Paso a la modernidad
El nuevo ferrocarril mecanizado y moderno dejó fuera de sus planes a Almorchón. Máximo, que actualmente tiene 55 años, sigue paseando por las inmediaciones de la estación. Con cierta resignación, asume «el negro futuro» del pueblo. Cree que la situación en la que se encuentra ahora mismo es demasiado complicada como para salir adelante. En su opinión, «la reconstrucción del pueblo costaría demasiado dinero». Ha sido testigo directo del letargo del pueblo. Ha visto como poco a poco el personal de Renfe destinado en Almorchón se reducía y la gente, como él mismo, emigraba en busca de las oportunidades que ya no daba el ferrocarril. Sobre el futuro de este particular pueblo planean interrogantes que ni los propios vecinos pueden resolver.
La mayoría de las casas son de Renfe, que las mantiene en alquiler aunque el terreno es una cesión que se extinguiría en el momento en el que el tren deje de pasar por Almorchón, según explica Máximo. Lucía, aquella niña que compraba en el economato, espera que algún día se arreglen las casas abandonadas. «Da mucha pena verlas así». Cuando llegó el declive al pueblo tuvo que trasladarse a Málaga, y ahora pasa la mitad del año en Almorchón, donde disfruta del verano. Reconoce que prefiere las noches estivales bajo al abrigo de la Sierra de la Rinconada a la Costa de Sol.
Viajar gratis
Las anécdotas de la infancia forman parte de las tertulias nocturnas de hoy. Los viajes gratis a los grandes almacenes de Madrid para comprar los últimos modelos y lucirlos en las fiestas, las familias que vivían en los vagones porque no había casas para todos o los bocinazos de los trenes al pasar por el pueblo están intactos en su retina.
Pero en Almorchón, el tren no sólo es pasado, también tiene un tibio presente. Mariano Naharro es el actual jefe de estación de Almorchón y heredero de las glorias pasadas del pueblo. Es consciente de que Almorchón fue todo gracias al tren y que precisamente ahora está a punto de la desaparición por él. Llegó al lugar en 1982, cuando el declive se estaba consolidando. En ese momento había cinco personas en la estación y aún mantenía un tráfico ferroviario alto, de cientos de trenes diarios. Ahora, apenas pasa una docena.
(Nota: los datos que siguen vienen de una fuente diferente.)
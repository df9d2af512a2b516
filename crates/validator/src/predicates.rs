//! Shape predicates the built-in text rules delegate to.
//!
//! Every predicate normalises failure to `false` (or a typed [`DateError`])
//! at this boundary. Nothing here panics on user input.

use std::sync::LazyLock;

use chrono::{Datelike, NaiveDate};
use phonenumber::country;
use tracing::debug;

// ============================================================================
// EMAIL
// ============================================================================

// RFC 5322 address shape, matched case-insensitively against the whole input.
static EMAIL_REGEX: LazyLock<Option<regex::Regex>> = LazyLock::new(|| {
    regex::Regex::new(
        r##"(?i)^(?:[a-z0-9!#$%&'*+/=?^_`{|}~-]+(?:\.[a-z0-9!#$%&'*+/=?^_`{|}~-]+)*|"(?:[\x01-\x08\x0b\x0c\x0e-\x1f\x21\x23-\x5b\x5d-\x7f]|\\[\x01-\x09\x0b\x0c\x0e-\x7f])*")@(?:(?:[a-z0-9](?:[a-z0-9-]*[a-z0-9])?\.)+[a-z0-9](?:[a-z0-9-]*[a-z0-9])?|\[(?:(?:25[0-5]|2[0-4][0-9]|[01]?[0-9][0-9]?)\.){3}(?:25[0-5]|2[0-4][0-9]|[01]?[0-9][0-9]?|[a-z0-9-]*[a-z0-9]:(?:[\x01-\x08\x0b\x0c\x0e-\x1f\x21-\x5a\x53-\x7f]|\\[\x01-\x09\x0b\x0c\x0e-\x7f])+)\])$"##,
    )
    .ok()
});

/// `true` when `s` is shaped like an email address.
#[must_use]
pub fn is_email(s: &str) -> bool {
    EMAIL_REGEX.as_ref().is_some_and(|re| re.is_match(s))
}

// ============================================================================
// PHONE
// ============================================================================

/// Region used when a phone rule does not name one.
pub const DEFAULT_REGION: &str = "US";

/// `true` when `s` parses as a valid phone number.
///
/// `region` is a two-letter country code (case-insensitive) used for numbers
/// not written in international `+` form. Unknown regions behave like `None`,
/// so only international numbers can pass.
#[must_use]
pub fn is_phone_number(s: &str, region: Option<&str>) -> bool {
    let country = region.and_then(|r| r.to_ascii_uppercase().parse::<country::Id>().ok());
    match phonenumber::parse(country, s) {
        Ok(number) => phonenumber::is_valid(&number),
        Err(err) => {
            debug!(input_len = s.len(), ?region, error = %err, "phone number rejected by parser");
            false
        }
    }
}

// ============================================================================
// NUMBERS
// ============================================================================

/// Parses a decimal number the way form input is read.
///
/// Surrounding whitespace is ignored. Plain and exponent notation are
/// accepted; the only spelled-out values are the exact-case `NaN` and
/// `Infinity` (optionally signed). Out-of-range exponents saturate to
/// infinity. Returns `None` for anything else.
#[must_use]
pub fn parse_decimal(s: &str) -> Option<f64> {
    let trimmed = s.trim();
    let unsigned = trimmed.strip_prefix(['+', '-']).unwrap_or(trimmed);
    let spelled = unsigned
        .chars()
        .any(|c| c.is_ascii_alphabetic() && !matches!(c, 'e' | 'E'));
    if spelled && !matches!(unsigned, "NaN" | "Infinity") {
        return None;
    }
    match unsigned {
        "NaN" => Some(f64::NAN),
        "Infinity" if trimmed.starts_with('-') => Some(f64::NEG_INFINITY),
        "Infinity" => Some(f64::INFINITY),
        _ => trimmed.parse().ok(),
    }
}

// ============================================================================
// DATES
// ============================================================================

/// Why a calendar date could not be built.
///
/// The `Display` text is what the invalid-date message shows.
#[derive(Debug, Clone, PartialEq, Eq, thiserror::Error)]
pub enum DateError {
    /// Month outside `1..=12`.
    #[error("month {month} is out of range 1..=12")]
    MonthOutOfRange {
        /// The rejected month.
        month: i64,
    },

    /// Day outside the length of the month.
    #[error("day {day} is out of range 1..={max} for {year:04}-{month:02}")]
    DayOutOfRange {
        /// The rejected day.
        day: i64,
        /// Month the day was checked against.
        month: u32,
        /// Year the day was checked against.
        year: i32,
        /// Last valid day of that month.
        max: u32,
    },

    /// Year outside what the calendar supports.
    #[error("year {year} is out of the supported range")]
    YearOutOfRange {
        /// The rejected year.
        year: i64,
    },
}

/// Builds a calendar date, reporting which component was wrong.
///
/// # Errors
///
/// Returns a [`DateError`] naming the first component that is out of range,
/// checked in year, month, day order.
pub fn construct_date(year: i64, month: i64, day: i64) -> Result<NaiveDate, DateError> {
    let y = i32::try_from(year)
        .ok()
        .filter(|y| (NaiveDate::MIN.year()..=NaiveDate::MAX.year()).contains(y))
        .ok_or(DateError::YearOutOfRange { year })?;
    let m = u32::try_from(month)
        .ok()
        .filter(|m| (1..=12).contains(m))
        .ok_or(DateError::MonthOutOfRange { month })?;
    let max = days_in_month(y, m);
    let d = u32::try_from(day)
        .ok()
        .filter(|d| (1..=max).contains(d))
        .ok_or(DateError::DayOutOfRange {
            day,
            month: m,
            year: y,
            max,
        })?;
    // Edge months of the first and last supported year are still partial.
    NaiveDate::from_ymd_opt(y, m, d).ok_or(DateError::YearOutOfRange { year })
}

fn days_in_month(year: i32, month: u32) -> u32 {
    match month {
        2 if is_leap_year(year) => 29,
        2 => 28,
        4 | 6 | 9 | 11 => 30,
        _ => 31,
    }
}

const fn is_leap_year(year: i32) -> bool {
    (year % 4 == 0 && year % 100 != 0) || year % 400 == 0
}

// ============================================================================
// TESTS
// ============================================================================
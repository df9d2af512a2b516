//! Benchmarks for field reads and rule evaluation.
//!
//! Run with: cargo bench -p form-validator

use std::hint::black_box;

use criterion::{BenchmarkId, Criterion, criterion_group, criterion_main};
use form_validator::prelude::*;

fn signup_rules() -> Vec<BoxedRule<str>> {
    vec![
        Box::new(Required),
        Box::new(MinLength::new(8)),
        Box::new(MaxLength::new(64)),
        Box::new(Email),
    ]
}

// ============================================================================
// Single rules
// ============================================================================

fn bench_rules(c: &mut Criterion) {
    let mut group = c.benchmark_group("rule");

    for input in ["", "me@me.com", "not-an-email-at-all"] {
        group.bench_with_input(BenchmarkId::new("email", input.len()), input, |b, input| {
            b.iter(|| black_box(Email.validate(black_box(input))));
        });
    }

    let min = MinLength::new(8).exclude_whitespace();
    group.bench_function("min_length_no_whitespace", |b| {
        b.iter(|| black_box(min.validate(black_box("correct horse battery"))));
    });

    let phone = Phone::region("GB");
    group.bench_function("phone_gb", |b| {
        b.iter(|| black_box(phone.validate(black_box("07740973910"))));
    });

    group.finish();
}

// ============================================================================
// Field reads: memoised vs recomputed
// ============================================================================

fn bench_field_reads(c: &mut Criterion) {
    let mut group = c.benchmark_group("field");

    let mut field = TextFieldValidator::from_text("", signup_rules());
    field.on_text_change("jane@example.com");
    group.bench_function("memoised_reads", |b| {
        b.iter(|| {
            black_box(field.is_valid());
            black_box(field.outcome());
            black_box(field.supporting_text(Outcome::Success));
        });
    });

    let mut typing = TextFieldValidator::from_text("", signup_rules());
    let inputs = ["j", "ja", "jane@", "jane@example", "jane@example.com"];
    group.bench_function("typing", |b| {
        b.iter(|| {
            for text in inputs {
                typing.on_text_change(text);
                black_box(typing.error_text());
            }
        });
    });

    let mut password = StringValidator::new("correct horse".to_owned(), Vec::new());
    let confirm = StringValidator::new("correct horse".to_owned(), Vec::new())
        .rule(PasswordMatches::new(password.handle()));
    group.bench_function("cross_field_invalidation", |b| {
        b.iter(|| {
            password.set_value("correct horse".to_owned());
            black_box(confirm.validation_results().len());
        });
    });

    group.finish();
}

criterion_group!(benches, bench_rules, bench_field_reads);
criterion_main!(benches);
Como si fuera un auténtico tesoro, Mariano desempolva el libro de personal del año 1955. En sus hojas envejecidas de medio siglo, escritos a mano con bolígrafo azul, aparecen los nombres de áquellos que convirtieron a Almorchón en el motor económico de la zona. Son los mismos que hoy, mucho tiempo después, se sienten extraños dentro de esos trenes modernos que discurren por las vías que ellos construyeron.